#### Data to examine
_ _ _ _

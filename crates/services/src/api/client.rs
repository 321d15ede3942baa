use async_trait::async_trait;
use reqwest::multipart::{Form, Part};
use reqwest::{Client, Response};
use serde::de::DeserializeOwned;
use serde_json::Value;
use url::Url;

use storage::NewDocument;
use storage::records::{
    DocumentRecord, FlashcardRecord, QuizRecord, UserRecord, validate_all,
};
use study_core::model::{Document, Flashcard, Quiz, QuizId, User, UserId};

use super::config::ApiConfig;
use crate::context::IdentityProvider;
use crate::error::ApiError;

/// Thin typed wrapper over the study REST API.
///
/// Every call takes the bearer token explicitly; the client holds no user state.
#[derive(Clone, Debug)]
pub struct ApiClient {
    http: Client,
    config: ApiConfig,
}

impl ApiClient {
    /// # Errors
    ///
    /// Returns `ApiError::Http` if the HTTP client cannot be built.
    pub fn new(config: ApiConfig) -> Result<Self, ApiError> {
        let http = Client::builder().timeout(config.timeout()).build()?;
        Ok(Self { http, config })
    }

    #[must_use]
    pub fn config(&self) -> &ApiConfig {
        &self.config
    }

    /// `GET /me?user_id={id}`
    ///
    /// # Errors
    ///
    /// Returns `ApiError` on transport failure, a non-2xx status, or a malformed
    /// user record.
    pub async fn me(&self, token: &str, user_id: UserId) -> Result<User, ApiError> {
        let mut url = self.config.endpoint(&["me"]);
        url.query_pairs_mut()
            .append_pair("user_id", &user_id.to_string());
        let record: UserRecord = self.get_json(token, url).await?;
        Ok(record.into_user()?)
    }

    /// `GET /documents/user/{id}`. Malformed entries are dropped.
    ///
    /// # Errors
    ///
    /// Returns `ApiError` on transport failure or a non-2xx status.
    pub async fn documents(&self, token: &str, user_id: UserId) -> Result<Vec<Document>, ApiError> {
        let id = user_id.to_string();
        let url = self.config.endpoint(&["documents", "user", &id]);
        let entries: Vec<Value> = self.get_json(token, url).await?;
        Ok(validate_all("document", entries, DocumentRecord::into_document))
    }

    /// `POST /documents/upload` as multipart `file`, `title`, `user_id`.
    ///
    /// # Errors
    ///
    /// Returns `ApiError` on transport failure or a non-2xx status.
    pub async fn upload_document(
        &self,
        token: &str,
        user_id: UserId,
        document: NewDocument,
    ) -> Result<(), ApiError> {
        let mut file = Part::bytes(document.bytes).file_name(document.file_name);
        if let Some(content_type) = document.content_type.as_deref() {
            file = file.mime_str(content_type)?;
        }
        let form = Form::new()
            .part("file", file)
            .text("title", document.title)
            .text("user_id", user_id.to_string());

        let response = self
            .http
            .post(self.config.endpoint(&["documents", "upload"]))
            .bearer_auth(token)
            .multipart(form)
            .send()
            .await?;
        check_status(response)?;
        Ok(())
    }

    /// `GET /quizzes`. Malformed entries are dropped.
    ///
    /// # Errors
    ///
    /// Returns `ApiError` on transport failure or a non-2xx status.
    pub async fn quizzes(&self, token: &str) -> Result<Vec<Quiz>, ApiError> {
        let entries: Vec<Value> = self
            .get_json(token, self.config.endpoint(&["quizzes"]))
            .await?;
        Ok(validate_all("quiz", entries, QuizRecord::into_quiz))
    }

    /// `GET /quizzes/{id}`
    ///
    /// # Errors
    ///
    /// Returns `ApiError` on transport failure, a non-2xx status, or a quiz
    /// that fails validation.
    pub async fn quiz(&self, token: &str, id: QuizId) -> Result<Quiz, ApiError> {
        let id = id.to_string();
        let record: QuizRecord = self
            .get_json(token, self.config.endpoint(&["quizzes", &id]))
            .await?;
        Ok(record.into_quiz()?)
    }

    /// `GET /flashcards`. Malformed entries are dropped.
    ///
    /// # Errors
    ///
    /// Returns `ApiError` on transport failure or a non-2xx status.
    pub async fn flashcards(&self, token: &str) -> Result<Vec<Flashcard>, ApiError> {
        let entries: Vec<Value> = self
            .get_json(token, self.config.endpoint(&["flashcards"]))
            .await?;
        Ok(validate_all("flashcard", entries, FlashcardRecord::into_flashcard))
    }

    async fn get_json<T: DeserializeOwned>(&self, token: &str, url: Url) -> Result<T, ApiError> {
        tracing::debug!(%url, "GET");
        let response = self.http.get(url).bearer_auth(token).send().await?;
        Ok(check_status(response)?.json::<T>().await?)
    }
}

fn check_status(response: Response) -> Result<Response, ApiError> {
    let status = response.status();
    if status.is_success() {
        Ok(response)
    } else {
        tracing::warn!(%status, url = %response.url(), "API request rejected");
        Err(ApiError::HttpStatus(status))
    }
}

#[async_trait]
impl IdentityProvider for ApiClient {
    async fn current_user(&self, token: &str, user_id: UserId) -> Result<User, ApiError> {
        self.me(token, user_id).await
    }
}
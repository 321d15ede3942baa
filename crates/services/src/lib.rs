#![forbid(unsafe_code)]

pub mod api;
pub mod app_services;
pub mod context;
pub mod dashboard;
pub mod error;
pub mod flashcard_service;
pub mod notes_service;
pub mod notify;
pub mod quizzes;

pub use study_core::Clock;

pub use app_services::AppServices;
pub use context::{AuthSession, IdentityProvider, UserContext};
pub use dashboard::{DashboardService, DashboardStats};
pub use error::{
    ApiError, AppServicesError, ContextError, FlashcardServiceError, NotesError, QuizServiceError,
};
pub use flashcard_service::FlashcardService;
pub use notes_service::{NotesService, UploadReport};
pub use notify::{Notification, Notifier, RecordingNotifier};
pub use quizzes::{
    QuizAdvance, QuizCard, QuizCatalogService, QuizLoopService, QuizResult, QuizResults,
};
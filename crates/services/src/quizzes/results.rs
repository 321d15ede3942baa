use std::collections::HashMap;
use std::sync::{Arc, Mutex, PoisonError};

use chrono::{DateTime, Utc};
use study_core::model::{AttemptId, QuizId};
use study_core::quiz::{QuizScore, QuizSession};

/// Latest finished attempt of a quiz.
#[derive(Debug, Clone, PartialEq, Eq)]
pub struct QuizResult {
    pub quiz_id: QuizId,
    pub attempt_id: AttemptId,
    pub score: QuizScore,
    pub completed_at: DateTime<Utc>,
    pub attempts: u32,
}

/// In-memory ledger of finished quizzes, shared by the quiz loop, the catalog
/// listing and the dashboard.
#[derive(Debug, Clone, Default)]
pub struct QuizResults {
    inner: Arc<Mutex<HashMap<QuizId, QuizResult>>>,
}

impl QuizResults {
    #[must_use]
    pub fn new() -> Self {
        Self::default()
    }

    /// Records a terminal session. Non-terminal sessions are ignored.
    ///
    /// Recording the same attempt twice does not bump the attempt count.
    pub fn record(&self, session: &QuizSession) -> Option<QuizResult> {
        let score = session.score()?;
        let completed_at = session.completed_at()?;
        let quiz_id = session.quiz().id();

        let mut guard = self.inner.lock().unwrap_or_else(PoisonError::into_inner);
        let attempts = match guard.get(&quiz_id) {
            Some(prev) if prev.attempt_id == session.attempt_id() => prev.attempts,
            Some(prev) => prev.attempts.saturating_add(1),
            None => 1,
        };
        let result = QuizResult {
            quiz_id,
            attempt_id: session.attempt_id(),
            score,
            completed_at,
            attempts,
        };
        guard.insert(quiz_id, result.clone());
        Some(result)
    }

    #[must_use]
    pub fn get(&self, quiz_id: QuizId) -> Option<QuizResult> {
        self.inner
            .lock()
            .unwrap_or_else(PoisonError::into_inner)
            .get(&quiz_id)
            .cloned()
    }

    #[must_use]
    pub fn completed_count(&self) -> usize {
        self.inner
            .lock()
            .unwrap_or_else(PoisonError::into_inner)
            .len()
    }

    /// Mean of the latest percentage per completed quiz, rounded half up.
    #[must_use]
    pub fn average_percentage(&self) -> Option<u32> {
        let guard = self.inner.lock().unwrap_or_else(PoisonError::into_inner);
        if guard.is_empty() {
            return None;
        }
        let sum: u64 = guard.values().map(|r| u64::from(r.score.percentage())).sum();
        let count = guard.len() as u64;
        u32::try_from((2 * sum + count) / (2 * count)).ok()
    }
}

#[cfg(test)]
mod tests {
    use super::*;
    use study_core::model::{Difficulty, Question, Quiz};
    use study_core::time::fixed_now;

    fn finished(id: u64, answer: usize) -> QuizSession {
        let question =
            Question::new("What is React?", vec!["Library".into(), "Framework".into()], 0)
                .unwrap();
        let quiz = Quiz::new(QuizId::new(id), "React", Difficulty::Beginner, "", vec![question])
            .unwrap();
        let mut session = QuizSession::start(quiz, fixed_now()).unwrap();
        session.select_answer(answer).unwrap();
        session.next(fixed_now()).unwrap();
        session
    }

    #[test]
    fn unfinished_sessions_are_not_recorded() {
        let results = QuizResults::new();
        let quiz = finished(1, 0).quiz().clone();
        let session = QuizSession::start(quiz, fixed_now()).unwrap();
        assert!(results.record(&session).is_none());
        assert_eq!(results.completed_count(), 0);
        assert_eq!(results.average_percentage(), None);
    }

    #[test]
    fn retakes_replace_score_and_count_attempts() {
        let results = QuizResults::new();
        let first = finished(1, 1);
        results.record(&first).unwrap();
        results.record(&first).unwrap();
        assert_eq!(results.get(QuizId::new(1)).unwrap().attempts, 1);

        let second = results.record(&finished(1, 0)).unwrap();
        assert_eq!(second.attempts, 2);
        assert_eq!(second.score.percentage(), 100);
        assert_eq!(results.completed_count(), 1);
    }

    #[test]
    fn average_rounds_half_up() {
        let results = QuizResults::new();
        results.record(&finished(1, 0)).unwrap();
        results.record(&finished(2, 1)).unwrap();
        assert_eq!(results.average_percentage(), Some(50));
    }
}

_ _ _ _

All lines in the records above with "answer" need to be found and copied.

#### Result for this task
    fn finished(id: u64, answer: usize) -> QuizSession {
        session.select_answer(answer).unwrap();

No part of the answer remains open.